* WHAT YOU NEED TO DO *
Search the entries for the word "usize" and return every line where it is found.

* SUPPLIED RECORDS *
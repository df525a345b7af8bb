// Copyright (c) 2026 bad-antics
// Licensed under the MIT License. See LICENSE file in the project root.
// https://github.com/bad-antics/nemi-rs

//! Configuration module

use serde::{Deserialize, Serialize};
use std::path::{Path, PathBuf};
use std::time::Duration;
use tracing::info;
use tracing_subscriber::EnvFilter;

use crate::error::{NemiError, Result};

/// Main application configuration
#[derive(Debug, Clone, PartialEq, Serialize, Deserialize)]
#[serde(default)]
pub struct Config {
    /// Application name
    pub app_name: String,

    /// Log filter directive, e.g. `info` or `nemi=debug,warn`
    pub log_level: String,

    /// Broadcast capacity of the event bus
    pub event_bus_capacity: usize,

    /// Simulation driver configuration
    pub simulation: SimulationConfig,

    /// View-local simulation configuration
    pub views: ViewConfig,
}

impl Default for Config {
    fn default() -> Self {
        Self {
            app_name: "NEMI".to_string(),
            log_level: "info".to_string(),
            event_bus_capacity: 1024,
            simulation: SimulationConfig::default(),
            views: ViewConfig::default(),
        }
    }
}

impl Config {
    /// Load configuration from file
    pub fn load(path: &Path) -> Result<Self> {
        let content = std::fs::read_to_string(path)?;
        let config: Config = toml::from_str(&content)?;
        info!("Loaded configuration from {:?}", path);
        Ok(config)
    }

    /// Save configuration to file
    pub fn save(&self, path: &Path) -> Result<()> {
        let content = toml::to_string_pretty(self)?;
        std::fs::write(path, content)?;
        info!("Saved configuration to {:?}", path);
        Ok(())
    }

    /// Load or create default configuration
    pub fn load_or_create(path: &Path) -> Result<Self> {
        if path.exists() {
            Self::load(path)
        } else {
            let config = Self::default();

            if let Some(parent) = path.parent() {
                std::fs::create_dir_all(parent)?;
            }

            config.save(path)?;
            Ok(config)
        }
    }

    /// Tracing filter built from `log_level`
    pub fn log_filter(&self) -> Result<EnvFilter> {
        EnvFilter::try_new(&self.log_level)
            .map_err(|e| NemiError::Config(format!("log_level '{}': {}", self.log_level, e)))
    }

    /// Get configuration directory
    pub fn config_dir() -> PathBuf {
        dirs::config_dir()
            .map(|d| d.join("nemi"))
            .unwrap_or_else(|| PathBuf::from("./config"))
    }

    /// Get default configuration path
    pub fn default_path() -> PathBuf {
        Self::config_dir().join("config.toml")
    }
}

/// Simulation driver configuration
#[derive(Debug, Clone, PartialEq, Serialize, Deserialize)]
#[serde(default)]
pub struct SimulationConfig {
    /// Tick interval in milliseconds
    pub interval_ms: u64,

    /// RNG seed; `None` seeds from entropy
    pub seed: Option<u64>,

    /// A detection fires when a uniform draw exceeds this value
    pub detection_threshold: f64,

    /// Upper bound (inclusive) of defects per simulated detection
    pub max_detection_count: u32,

    /// Half-width of the processing-time random walk, in ms
    pub processing_drift_ms: f64,

    /// Processing-time floor, in ms
    pub min_processing_time_ms: f64,

    /// Half-width of the accuracy random walk
    pub accuracy_drift: f64,

    /// Accuracy lower clamp during drift
    pub accuracy_floor: f64,

    /// Accuracy upper clamp
    pub accuracy_ceiling: f64,

    /// Delay before learning nodes return to active, in ms
    pub learning_restore_ms: u64,
}

impl Default for SimulationConfig {
    fn default() -> Self {
        Self {
            interval_ms: 2000,
            seed: None,
            detection_threshold: 0.7,
            max_detection_count: 3,
            processing_drift_ms: 1.0,
            min_processing_time_ms: 5.0,
            accuracy_drift: 0.1,
            accuracy_floor: 95.0,
            accuracy_ceiling: 99.9,
            learning_restore_ms: 3000,
        }
    }
}

impl SimulationConfig {
    pub fn interval(&self) -> Duration {
        Duration::from_millis(self.interval_ms.max(1))
    }

    pub fn learning_restore(&self) -> Duration {
        Duration::from_millis(self.learning_restore_ms)
    }
}

/// View-local simulation configuration
#[derive(Debug, Clone, PartialEq, Serialize, Deserialize)]
#[serde(default)]
pub struct ViewConfig {
    /// Points in the dashboard performance timeline
    pub performance_window: usize,

    /// Edge detections kept (newest first)
    pub edge_detection_history: usize,

    /// Federated learning rounds kept
    pub learning_history: usize,

    /// Defects generated per micro-defect scan
    pub micro_defects_per_scan: usize,

    /// Delay between scan progress steps, in ms
    pub scan_step_ms: u64,

    /// Delay between processed camera frames, in ms
    pub frame_interval_ms: u64,
}

impl Default for ViewConfig {
    fn default() -> Self {
        Self {
            performance_window: 24,
            edge_detection_history: 10,
            learning_history: 20,
            micro_defects_per_scan: 8,
            scan_step_ms: 100,
            frame_interval_ms: 33,
        }
    }
}

#[cfg(test)]
mod tests {
    use super::*;

    #[test]
    fn test_load_or_create_roundtrip() {
        let dir = tempfile::tempdir().unwrap();
        let path = dir.path().join("nested").join("config.toml");

        let created = Config::load_or_create(&path).unwrap();
        assert!(path.exists());
        assert_eq!(created, Config::default());

        let mut edited = created.clone();
        edited.simulation.seed = Some(42);
        edited.simulation.interval_ms = 500;
        edited.save(&path).unwrap();

        let loaded = Config::load_or_create(&path).unwrap();
        assert_eq!(loaded.simulation.seed, Some(42));
        assert_eq!(loaded.simulation.interval(), Duration::from_millis(500));
    }

    #[test]
    fn test_partial_file_uses_defaults() {
        let dir = tempfile::tempdir().unwrap();
        let path = dir.path().join("config.toml");
        std::fs::write(&path, "[simulation]\ndetection_threshold = 0.5\n").unwrap();

        let config = Config::load(&path).unwrap();
        assert_eq!(config.simulation.detection_threshold, 0.5);
        assert_eq!(config.simulation.interval_ms, 2000);
        assert_eq!(config.views, ViewConfig::default());
    }

    #[test]
    fn test_malformed_file_is_config_error() {
        let dir = tempfile::tempdir().unwrap();
        let path = dir.path().join("config.toml");
        std::fs::write(&path, "simulation = 3").unwrap();

        let err = Config::load(&path).unwrap_err();
        assert!(matches!(err, crate::error::NemiError::Config(_)));
    }

    #[test]
    fn test_log_level_builds_filter() {
        let mut config = Config::default();
        assert!(config.log_filter().is_ok());

        config.log_level = "nemi=debug,warn".to_string();
        assert!(config.log_filter().is_ok());

        config.log_level = "nemi=loud".to_string();
        assert!(matches!(config.log_filter(), Err(NemiError::Config(_))));
    }
}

* RESULT BELOW *
    pub event_bus_capacity: usize,
    pub performance_window: usize,
    pub edge_detection_history: usize,
    pub learning_history: usize,
    pub micro_defects_per_scan: usize,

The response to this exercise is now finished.